I don't understand why you pretend like we don't get this. We are Americans! Our foundational political document states

Quote... When in the Course of human events, it becomes necessary for one people to dissolve the political bands which have connected them with another, ...

... Governments are instituted among Men, deriving their just powers from the consent of the governed,

That whenever any Form of Government becomes destructive of these ends, it is the Right of the People to alter or to abolish it, and to institute new Government, laying its foundation on such principles and organizing its powers in such form, as to them shall seem most likely to effect their Safety and Happiness. Prudence, indeed, will dictate that Governments long established should not be changed for light and transient causes; and accordingly all experience hath shewn, that mankind are more disposed to suffer, while evils are sufferable, than to right themselves by abolishing the forms to which they are accustomed. But when a long train of abuses and usurpations, pursuing invariably the same Object evinces a design to reduce them under absolute Despotism, it is their right, it is their duty, to throw off such Government, and to provide new Guards for their future security.

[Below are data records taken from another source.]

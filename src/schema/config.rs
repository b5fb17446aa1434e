//! Configuration types for the bytecode machine.

use serde::{Deserialize, Serialize};

/// Execution limits and buffer growth for the virtual machine.
#[derive(Debug, Clone, PartialEq, Eq, Serialize, Deserialize)]
pub struct VmConfig {
    /// Maximum decode steps per execution before forced termination.
    #[serde(default = "default_cycle_budget")]
    pub cycle_budget: u64,
    /// Bytes added to the output buffer each time it fills up.
    #[serde(default = "default_chunk")]
    pub output_chunk: usize,
    /// Cells added to the memory array each time a write lands past its end.
    #[serde(default = "default_chunk")]
    pub memory_chunk: usize,
}

impl Default for VmConfig {
    fn default() -> Self {
        Self {
            cycle_budget: default_cycle_budget(),
            output_chunk: default_chunk(),
            memory_chunk: default_chunk(),
        }
    }
}

fn default_cycle_budget() -> u64 {
    100_000
}
fn default_chunk() -> usize {
    128
}

impl VmConfig {
    /// Validate configuration parameters.
    pub fn validate(&self) -> Result<(), ConfigError> {
        if self.cycle_budget == 0 {
            return Err(ConfigError::InvalidCycleBudget);
        }
        if self.output_chunk == 0 {
            return Err(ConfigError::InvalidChunk("output"));
        }
        if self.memory_chunk == 0 {
            return Err(ConfigError::InvalidChunk("memory"));
        }
        Ok(())
    }
}

/// Configuration validation errors.
#[derive(Debug, thiserror::Error)]
pub enum ConfigError {
    #[error("Cycle budget must be non-zero")]
    InvalidCycleBudget,
    #[error("The {0} growth chunk must be non-zero")]
    InvalidChunk(&'static str),
}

The Uhgurs would have a completely defensible right to overthrow the Chinese government, with violence if necessary. So could the Chinese people in general, for that matter.

But you are saying the Ukrainians should overthrow their own government, and we should support that, if they wish it. Not because they have determined that their government has in fact become destructive of their own ends, or has not represented them.

The two situations are not the same. Ukraine is a democracy, as imperfect as it might be, and I have never seen any evidence at all the the Ukrainians living in Crimea or the Donbas were oppressed or not given a political voice.

You know, democracy is actually better then authoritarianism....right? There is a value judgement to be made between the form of government Ukraine is trying to uphold and the form of government that China has, much less the form of government within Russia. It's ok to notice that one is better then the other.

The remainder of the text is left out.